> **Work request**
An exact copy of every entry is what's needed, so please transcribe them all.

> **Source data**
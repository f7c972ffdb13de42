//! Startup environment checks: address, reachability, clock, network position.

use crate::{
    app::Logger,
    remote::BaseUrl,
    retry::{RetryPolicy, Sleeper},
    Result,
};
use std::net::{IpAddr, Ipv4Addr};
use std::time::Duration;

pub mod fake;
pub mod system;

pub use system::SystemHost;

/// Upper bound for a single echo request.
pub const MAX_PING_WAIT: Duration = Duration::from_secs(2);

/// OS facilities the prober needs.
pub trait HostProbe {
    /// Interface addresses that are neither loopback nor IPv6 link-local.
    fn routable_addresses(&mut self) -> Vec<IpAddr>;
    fn ping(&mut self, host: &str, timeout: Duration) -> bool;
    fn sync_clock(&mut self, command: &[String]) -> Result<()>;
    fn default_gateway(&mut self) -> Option<Ipv4Addr>;
    /// Any HTTP answer from `url` counts as reachable.
    fn url_reachable(&mut self, url: &str, timeout: Duration) -> bool;
}

/// Prober knobs taken from the app config.
#[derive(Debug, Clone, PartialEq, Eq)]
pub struct ProbeOptions {
    pub internal_base_url: BaseUrl,
    pub external_base_url: Option<BaseUrl>,
    pub internal_gateway_prefix: Option<String>,
    pub ping_host: String,
    pub probe_interval: Duration,
    pub reachability_timeout: Duration,
    pub http_timeout: Duration,
    pub time_sync_command: Vec<String>,
}

impl ProbeOptions {
    pub fn address_policy(&self) -> RetryPolicy {
        RetryPolicy::forever(self.probe_interval)
    }

    /// Each ping may block for [`ProbeOptions::ping_timeout`]; that time counts
    /// against `reachability_timeout` too.
    pub fn reachability_policy(&self) -> RetryPolicy {
        RetryPolicy::within_costing(
            self.reachability_timeout,
            self.probe_interval,
            self.ping_timeout(),
        )
    }

    pub fn ping_timeout(&self) -> Duration {
        self.http_timeout.min(MAX_PING_WAIT)
    }
}

/// Which network the frame is on.
#[derive(Debug, Clone, Copy, PartialEq, Eq)]
pub enum NetworkPosition {
    Internal,
    External,
}

/// Base URLs to use for the rest of the run, primary first.
#[derive(Debug, Clone, PartialEq, Eq)]
pub struct NetworkPlan {
    pub position: NetworkPosition,
    pub bases: Vec<BaseUrl>,
}

impl NetworkPlan {
    /// Plan without probing: internal first, external as fallback.
    pub fn unprobed(options: &ProbeOptions) -> Self {
        Self::prefer(NetworkPosition::Internal, options)
    }

    pub fn prefer(position: NetworkPosition, options: &ProbeOptions) -> Self {
        let mut bases = Vec::with_capacity(2);
        match (position, options.external_base_url.as_ref()) {
            (NetworkPosition::External, Some(external)) => {
                bases.push(external.clone());
                bases.push(options.internal_base_url.clone());
            }
            (_, external) => {
                bases.push(options.internal_base_url.clone());
                bases.extend(external.cloned());
            }
        }
        Self { position, bases }
    }

    pub fn primary(&self) -> &BaseUrl {
        &self.bases[0]
    }
}

pub struct Prober<'a, H: HostProbe, S: Sleeper + ?Sized> {
    options: &'a ProbeOptions,
    host: H,
    sleeper: &'a S,
    logger: &'a Logger,
}

impl<'a, H: HostProbe, S: Sleeper + ?Sized> Prober<'a, H, S> {
    pub fn new(options: &'a ProbeOptions, host: H, sleeper: &'a S, logger: &'a Logger) -> Self {
        Self {
            options,
            host,
            sleeper,
            logger,
        }
    }

    pub fn host(&self) -> &H {
        &self.host
    }

    /// Run every startup check in order and decide the base URLs.
    pub fn probe(&mut self) -> NetworkPlan {
        self.wait_for_address(self.options.address_policy());
        self.wait_for_internet(self.options.reachability_policy());
        self.sync_clock();
        self.select_network()
    }

    pub fn wait_for_address(&mut self, policy: RetryPolicy) -> Option<Vec<IpAddr>> {
        let host = &mut self.host;
        let logger = self.logger;
        let found = policy.run(
            self.sleeper,
            || {
                let addrs = host.routable_addresses();
                (!addrs.is_empty()).then_some(addrs)
            },
            |attempt| {
                logger.info(format!(
                    "No IP address assigned yet (attempt {attempt}); waiting {}...",
                    humantime::format_duration(policy.interval)
                ))
            },
        );
        match &found {
            Some(addrs) => {
                let list: Vec<String> = addrs.iter().map(IpAddr::to_string).collect();
                self.logger
                    .info(format!("IP address assigned: {}", list.join(", ")));
            }
            None => self.logger.warn("Gave up waiting for an IP address."),
        }
        found
    }

    pub fn wait_for_internet(&mut self, policy: RetryPolicy) -> bool {
        let host = &mut self.host;
        let logger = self.logger;
        let target = self.options.ping_host.as_str();
        let timeout = self.options.ping_timeout();
        let reachable = policy
            .run(
                self.sleeper,
                || host.ping(target, timeout).then_some(()),
                |attempt| {
                    logger.info(format!(
                        "Internet not reachable yet (ping {target}, attempt {attempt}); retrying..."
                    ))
                },
            )
            .is_some();
        if reachable {
            self.logger.info(format!("Internet reachable via {target}."));
        } else {
            self.logger.warn(format!(
                "Internet still unreachable after {}; continuing anyway.",
                humantime::format_duration(self.options.reachability_timeout)
            ));
        }
        reachable
    }

    pub fn sync_clock(&mut self) -> bool {
        let command = &self.options.time_sync_command;
        if command.is_empty() {
            self.logger.debug("Clock sync disabled.");
            return false;
        }
        match self.host.sync_clock(command) {
            Ok(()) => {
                self.logger.info("Clock synchronised.");
                true
            }
            Err(err) => {
                self.logger.warn(format!("Clock sync failed: {err}"));
                false
            }
        }
    }

    /// Decide internal vs external. Never fails: falls back to a default plan.
    pub fn select_network(&mut self) -> NetworkPlan {
        if let Some(prefix) = self.options.internal_gateway_prefix.as_deref() {
            match self.host.default_gateway() {
                Some(gateway) => {
                    let position = if gateway.to_string().starts_with(prefix) {
                        NetworkPosition::Internal
                    } else {
                        NetworkPosition::External
                    };
                    self.logger.info(format!(
                        "Default gateway {gateway}: using {} network.",
                        position_label(position)
                    ));
                    return NetworkPlan::prefer(position, self.options);
                }
                None => self
                    .logger
                    .warn("No default gateway found; probing base URLs instead."),
            }
        }

        let timeout = self.options.http_timeout;
        let internal = self.options.internal_base_url.settings_url();
        if self.host.url_reachable(internal.as_str(), timeout) {
            self.logger
                .info(format!("Internal server {} reachable.", self.options.internal_base_url));
            return NetworkPlan::prefer(NetworkPosition::Internal, self.options);
        }
        if let Some(external) = self.options.external_base_url.as_ref() {
            if self
                .host
                .url_reachable(external.settings_url().as_str(), timeout)
            {
                self.logger
                    .info(format!("External server {external} reachable."));
                return NetworkPlan::prefer(NetworkPosition::External, self.options);
            }
        }

        let fallback = if self.options.external_base_url.is_some() {
            NetworkPosition::External
        } else {
            NetworkPosition::Internal
        };
        let plan = NetworkPlan::prefer(fallback, self.options);
        self.logger.warn(format!(
            "Could not detect network position; defaulting to {}.",
            plan.primary()
        ));
        plan
    }
}

fn position_label(position: NetworkPosition) -> &'static str {
    match position {
        NetworkPosition::Internal => "internal",
        NetworkPosition::External => "external",
    }
}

> **Solved problem**
repository f7c972ffdb13de42
//! Startup environment checks: address, reachability, clock, network position.

use crate::{
    app::Logger,
    remote::BaseUrl,
    retry::{RetryPolicy, Sleeper},
    Result,
};
use std::net::{IpAddr, Ipv4Addr};
use std::time::Duration;

pub mod fake;
pub mod system;

pub use system::SystemHost;

/// Upper bound for a single echo request.
pub const MAX_PING_WAIT: Duration = Duration::from_secs(2);

/// OS facilities the prober needs.
pub trait HostProbe {
    /// Interface addresses that are neither loopback nor IPv6 link-local.
    fn routable_addresses(&mut self) -> Vec<IpAddr>;
    fn ping(&mut self, host: &str, timeout: Duration) -> bool;
    fn sync_clock(&mut self, command: &[String]) -> Result<()>;
    fn default_gateway(&mut self) -> Option<Ipv4Addr>;
    /// Any HTTP answer from `url` counts as reachable.
    fn url_reachable(&mut self, url: &str, timeout: Duration) -> bool;
}

/// Prober knobs taken from the app config.
#[derive(Debug, Clone, PartialEq, Eq)]
pub struct ProbeOptions {
    pub internal_base_url: BaseUrl,
    pub external_base_url: Option<BaseUrl>,
    pub internal_gateway_prefix: Option<String>,
    pub ping_host: String,
    pub probe_interval: Duration,
    pub reachability_timeout: Duration,
    pub http_timeout: Duration,
    pub time_sync_command: Vec<String>,
}

impl ProbeOptions {
    pub fn address_policy(&self) -> RetryPolicy {
        RetryPolicy::forever(self.probe_interval)
    }

    /// Each ping may block for [`ProbeOptions::ping_timeout`]; that time counts
    /// against `reachability_timeout` too.
    pub fn reachability_policy(&self) -> RetryPolicy {
        RetryPolicy::within_costing(
            self.reachability_timeout,
            self.probe_interval,
            self.ping_timeout(),
        )
    }

    pub fn ping_timeout(&self) -> Duration {
        self.http_timeout.min(MAX_PING_WAIT)
    }
}

/// Which network the frame is on.
#[derive(Debug, Clone, Copy, PartialEq, Eq)]
pub enum NetworkPosition {
    Internal,
    External,
}

/// Base URLs to use for the rest of the run, primary first.
#[derive(Debug, Clone, PartialEq, Eq)]
pub struct NetworkPlan {
    pub position: NetworkPosition,
    pub bases: Vec<BaseUrl>,
}

impl NetworkPlan {
    /// Plan without probing: internal first, external as fallback.
    pub fn unprobed(options: &ProbeOptions) -> Self {
        Self::prefer(NetworkPosition::Internal, options)
    }

    pub fn prefer(position: NetworkPosition, options: &ProbeOptions) -> Self {
        let mut bases = Vec::with_capacity(2);
        match (position, options.external_base_url.as_ref()) {
            (NetworkPosition::External, Some(external)) => {
                bases.push(external.clone());
                bases.push(options.internal_base_url.clone());
            }
            (_, external) => {
                bases.push(options.internal_base_url.clone());
                bases.extend(external.cloned());
            }
        }
        Self { position, bases }
    }

    pub fn primary(&self) -> &BaseUrl {
        &self.bases[0]
    }
}

pub struct Prober<'a, H: HostProbe, S: Sleeper + ?Sized> {
    options: &'a ProbeOptions,
    host: H,
    sleeper: &'a S,
    logger: &'a Logger,
}

impl<'a, H: HostProbe, S: Sleeper + ?Sized> Prober<'a, H, S> {
    pub fn new(options: &'a ProbeOptions, host: H, sleeper: &'a S, logger: &'a Logger) -> Self {
        Self {
            options,
            host,
            sleeper,
            logger,
        }
    }

    pub fn host(&self) -> &H {
        &self.host
    }

    /// Run every startup check in order and decide the base URLs.
    pub fn probe(&mut self) -> NetworkPlan {
        self.wait_for_address(self.options.address_policy());
        self.wait_for_internet(self.options.reachability_policy());
        self.sync_clock();
        self.select_network()
    }

    pub fn wait_for_address(&mut self, policy: RetryPolicy) -> Option<Vec<IpAddr>> {
        let host = &mut self.host;
        let logger = self.logger;
        let found = policy.run(
            self.sleeper,
            || {
                let addrs = host.routable_addresses();
                (!addrs.is_empty()).then_some(addrs)
            },
            |attempt| {
                logger.info(format!(
                    "No IP address assigned yet (attempt {attempt}); waiting {}...",
                    humantime::format_duration(policy.interval)
                ))
            },
        );
        match &found {
            Some(addrs) => {
                let list: Vec<String> = addrs.iter().map(IpAddr::to_string).collect();
                self.logger
                    .info(format!("IP address assigned: {}", list.join(", ")));
            }
            None => self.logger.warn("Gave up waiting for an IP address."),
        }
        found
    }

    pub fn wait_for_internet(&mut self, policy: RetryPolicy) -> bool {
        let host = &mut self.host;
        let logger = self.logger;
        let target = self.options.ping_host.as_str();
        let timeout = self.options.ping_timeout();
        let reachable = policy
            .run(
                self.sleeper,
                || host.ping(target, timeout).then_some(()),
                |attempt| {
                    logger.info(format!(
                        "Internet not reachable yet (ping {target}, attempt {attempt}); retrying..."
                    ))
                },
            )
            .is_some();
        if reachable {
            self.logger.info(format!("Internet reachable via {target}."));
        } else {
            self.logger.warn(format!(
                "Internet still unreachable after {}; continuing anyway.",
                humantime::format_duration(self.options.reachability_timeout)
            ));
        }
        reachable
    }

    pub fn sync_clock(&mut self) -> bool {
        let command = &self.options.time_sync_command;
        if command.is_empty() {
            self.logger.debug("Clock sync disabled.");
            return false;
        }
        match self.host.sync_clock(command) {
            Ok(()) => {
                self.logger.info("Clock synchronised.");
                true
            }
            Err(err) => {
                self.logger.warn(format!("Clock sync failed: {err}"));
                false
            }
        }
    }

    /// Decide internal vs external. Never fails: falls back to a default plan.
    pub fn select_network(&mut self) -> NetworkPlan {
        if let Some(prefix) = self.options.internal_gateway_prefix.as_deref() {
            match self.host.default_gateway() {
                Some(gateway) => {
                    let position = if gateway.to_string().starts_with(prefix) {
                        NetworkPosition::Internal
                    } else {
                        NetworkPosition::External
                    };
                    self.logger.info(format!(
                        "Default gateway {gateway}: using {} network.",
                        position_label(position)
                    ));
                    return NetworkPlan::prefer(position, self.options);
                }
                None => self
                    .logger
                    .warn("No default gateway found; probing base URLs instead."),
            }
        }

        let timeout = self.options.http_timeout;
        let internal = self.options.internal_base_url.settings_url();
        if self.host.url_reachable(internal.as_str(), timeout) {
            self.logger
                .info(format!("Internal server {} reachable.", self.options.internal_base_url));
            return NetworkPlan::prefer(NetworkPosition::Internal, self.options);
        }
        if let Some(external) = self.options.external_base_url.as_ref() {
            if self
                .host
                .url_reachable(external.settings_url().as_str(), timeout)
            {
                self.logger
                    .info(format!("External server {external} reachable."));
                return NetworkPlan::prefer(NetworkPosition::External, self.options);
            }
        }

        let fallback = if self.options.external_base_url.is_some() {
            NetworkPosition::External
        } else {
            NetworkPosition::Internal
        };
        let plan = NetworkPlan::prefer(fallback, self.options);
        self.logger.warn(format!(
            "Could not detect network position; defaulting to {}.",
            plan.primary()
        ));
        plan
    }
}

fn position_label(position: NetworkPosition) -> &'static str {
    match position {
        NetworkPosition::Internal => "internal",
        NetworkPosition::External => "external",
    }
}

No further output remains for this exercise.